Because the size of long long doesn't change between versions. If I have code that requires long long to be 128 bits now, it won't suddenly work later on a platform where it's 64 bits just because I upgrade my compiler.
The test you want is not 'is the assembler the LLVM integrated assembler', it's 'does the assembler support pre-UAL syntax'. If LLVM 3.9 implements support for pre-UAL syntax, then your test would be wrong and you've added a dependency on an external assembler for no reason.

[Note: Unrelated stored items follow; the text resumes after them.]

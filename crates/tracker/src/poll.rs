//! Polling-based staleness feed for the metadata cache.
//!
//! The remote platform exposes no push channel for metadata changes, so
//! staleness is driven by polling the modified-since listing. The poller is
//! deliberately decoupled from fetch logic: it only flips staleness flags
//! through a [`StalenessHandle`], and the next lookup pays for the refresh.

use crate::cache::MetadataCache;
use crate::reference::Reference;
use crate::remote::{MetadataSource, RemoteError};
use chrono::{DateTime, Utc};
use serde::{Deserialize, Serialize};
use std::sync::{Arc, Weak};
use std::time::Duration;

/// Change-feed polling parameters.
#[derive(Clone, Debug, Serialize, Deserialize)]
#[serde(default)]
pub struct PollConfig {
    /// Seconds between polls.
    pub interval_secs: u64,
    /// Overlap between consecutive poll windows, to absorb clock skew
    /// between this process and the remote.
    pub tolerance_millis: u64,
}

impl Default for PollConfig {
    fn default() -> Self {
        Self {
            interval_secs: 30,
            tolerance_millis: 2_000,
        }
    }
}

/// The subscription interface a cache hands to its staleness feed.
///
/// Holds a weak reference: the feed can mark entries stale but never keeps
/// the cache alive or fetches through it.
pub struct StalenessHandle {
    cache: Weak<MetadataCache>,
}

impl StalenessHandle {
    pub(crate) fn new(cache: Weak<MetadataCache>) -> Self {
        Self { cache }
    }

    /// Marks the cache entry for `reference` stale.
    ///
    /// Returns whether a live cache held an entry for it.
    pub async fn mark_stale(&self, reference: &Reference) -> bool {
        match self.cache.upgrade() {
            Some(cache) => cache.mark_stale(reference).await,
            None => false,
        }
    }

    /// True while the cache this handle feeds is still alive.
    pub fn is_attached(&self) -> bool {
        self.cache.strong_count() > 0
    }
}

/// Polls the remote change feed and marks matching cache entries stale.
pub struct ChangePoller {
    source: Arc<dyn MetadataSource>,
    handle: StalenessHandle,
    config: PollConfig,
    window_start: DateTime<Utc>,
}

impl ChangePoller {
    /// Create a poller feeding `handle` from `source`.
    ///
    /// The first window starts at construction time; changes older than
    /// that are assumed to be covered by cache misses.
    pub fn new(source: Arc<dyn MetadataSource>, handle: StalenessHandle, config: PollConfig) -> Self {
        Self {
            source,
            handle,
            config,
            window_start: Utc::now(),
        }
    }

    /// Runs one poll window. Returns how many cache entries were marked
    /// stale.
    ///
    /// On a remote error the window is left untouched so the next tick
    /// re-covers the same period.
    pub async fn tick(&mut self) -> Result<usize, RemoteError> {
        let since =
            self.window_start - chrono::Duration::milliseconds(self.config.tolerance_millis as i64);
        let next_window_start = Utc::now();
        let changed = self.source.fetch_changed_since(since).await?;

        let mut marked = 0usize;
        for reference in &changed {
            if self.handle.mark_stale(reference).await {
                marked += 1;
            }
        }
        self.window_start = next_window_start;
        Ok(marked)
    }

    /// Long-running poll loop; ends when the fed cache is dropped.
    pub async fn run(mut self) {
        let period = Duration::from_secs(self.config.interval_secs.max(1));
        let mut interval = tokio::time::interval(period);
        interval.set_missed_tick_behavior(tokio::time::MissedTickBehavior::Delay);
        // the first tick of a tokio interval completes immediately
        interval.tick().await;

        loop {
            interval.tick().await;
            if !self.handle.is_attached() {
                tracing::debug!("metadata cache dropped, stopping change poller");
                return;
            }
            match self.tick().await {
                Ok(0) => {}
                Ok(marked) => tracing::debug!(marked, "marked cache entries stale"),
                Err(err) => {
                    tracing::warn!(error = %err, "change poll failed, keeping previous window");
                }
            }
        }
    }
}

#[cfg(test)]
mod tests {
    use super::*;
    use crate::cache::CacheConfig;
    use crate::metadata::{MetadataFilter, MetadataPage, MetadataRecord};
    use async_trait::async_trait;
    use std::sync::Mutex as StdMutex;

    struct FeedSource {
        record: MetadataRecord,
        changed: StdMutex<Vec<Reference>>,
        windows: StdMutex<Vec<DateTime<Utc>>>,
    }

    #[async_trait]
    impl MetadataSource for FeedSource {
        async fn fetch_by_reference(
            &self,
            reference: &Reference,
        ) -> Result<Option<MetadataRecord>, RemoteError> {
            Ok(Some(&self.record)
                .filter(|record| record.references().contains(reference))
                .cloned())
        }

        async fn fetch_page(
            &self,
            _filter: &MetadataFilter,
            _offset: u32,
            _limit: u32,
        ) -> Result<MetadataPage, RemoteError> {
            Ok(MetadataPage {
                items: vec![self.record.clone()],
                more: false,
            })
        }

        async fn fetch_changed_since(
            &self,
            since: DateTime<Utc>,
        ) -> Result<Vec<Reference>, RemoteError> {
            self.windows.lock().unwrap().push(since);
            Ok(self.changed.lock().unwrap().clone())
        }
    }

    fn feed_source(changed: Vec<Reference>) -> Arc<FeedSource> {
        Arc::new(FeedSource {
            record: MetadataRecord {
                id: "a1".into(),
                code: Some("C1".into()),
                identifier: None,
                name: "record".into(),
                last_updated: Utc::now(),
                attributes: serde_json::Value::Null,
            },
            changed: StdMutex::new(changed),
            windows: StdMutex::new(Vec::new()),
        })
    }

    #[tokio::test]
    async fn tick_marks_changed_entries_stale() {
        let source = feed_source(vec![Reference::id("a1"), Reference::id("unknown")]);
        let cache = Arc::new(MetadataCache::new(source.clone(), CacheConfig::default()));
        cache
            .find_by_reference(&Reference::code("C1"))
            .await
            .unwrap();

        let mut poller =
            ChangePoller::new(
                source.clone(),
                MetadataCache::staleness_handle(&cache),
                PollConfig::default(),
            );
        let marked = poller.tick().await.unwrap();

        assert_eq!(marked, 1);
        assert!(cache.needs_refresh(&Reference::code("C1")).await);
    }

    #[tokio::test]
    async fn windows_overlap_by_the_tolerance() {
        let source = feed_source(Vec::new());
        let cache = Arc::new(MetadataCache::new(source.clone(), CacheConfig::default()));
        let config = PollConfig {
            interval_secs: 30,
            tolerance_millis: 2_000,
        };
        let mut poller =
            ChangePoller::new(source.clone(), MetadataCache::staleness_handle(&cache), config);

        let before_first = poller.window_start;
        poller.tick().await.unwrap();
        poller.tick().await.unwrap();

        let windows = source.windows.lock().unwrap();
        assert_eq!(windows.len(), 2);
        // each window starts the tolerance before the recorded window start
        assert_eq!(
            before_first - windows[0],
            chrono::Duration::milliseconds(2_000)
        );
        assert!(windows[1] >= windows[0]);
    }

    #[tokio::test]
    async fn handle_detaches_when_cache_is_dropped() {
        let source = feed_source(vec![Reference::id("a1")]);
        let cache = Arc::new(MetadataCache::new(source.clone(), CacheConfig::default()));
        let handle = MetadataCache::staleness_handle(&cache);

        assert!(handle.is_attached());
        drop(cache);
        assert!(!handle.is_attached());
        assert!(!handle.mark_stale(&Reference::id("a1")).await);
    }
}
//! Measurement units and conversion for clinsync.
//!
//! This crate provides the closed set of measurement units the
//! synchronization core understands, together with exact conversion between
//! units of the same quantity dimension. Conversion always goes through a
//! dimension-canonical base unit (gram for mass, centimetre for length) so
//! that there is a single source of truth for factors and at most one
//! division contributes rounding error.
//!
//! The crate is pure and stateless: no I/O, no configuration, no clocks.

pub mod measure;

pub use measure::{convert, Dimension, Measurement, Unit};

/// Errors returned by the `units` crate.
#[derive(Debug, Clone, PartialEq, Eq, thiserror::Error)]
pub enum UnitError {
    /// Conversion was requested across quantity dimensions.
    ///
    /// This signals a misconfigured mapping, not bad runtime data, and must
    /// never be retried.
    #[error("cannot convert between {source} and {target}: incompatible dimensions")]
    IncompatibleUnits {
        /// Unit the value was expressed in.
        source: Unit,
        /// Unit the conversion was requested into.
        target: Unit,
    },

    /// A wire string did not name a known unit.
    #[error("unknown unit: '{0}'")]
    UnknownUnit(String),
}

/// Type alias for Results that can fail with a [`UnitError`].
pub type UnitResult<T> = Result<T, UnitError>;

The problem with exposing these as preprocessor macros at all is that, while it's easy for clang to know about the features of the LLVM integrated assembler, it has no knowledge at all of the behaviour of whatever tool it finds called as, other than that it accepts gas-compatible arguments. The only way for it to find out would be to interrogate the assembler on startup.
If you depend on a particular feature like this, your best bet is to encode the logic in your build configuration system: try to compile a simple file containing pre-UAL syntax assembly and see if it works. You'll need to encode the fall-back logic in your build system anyway.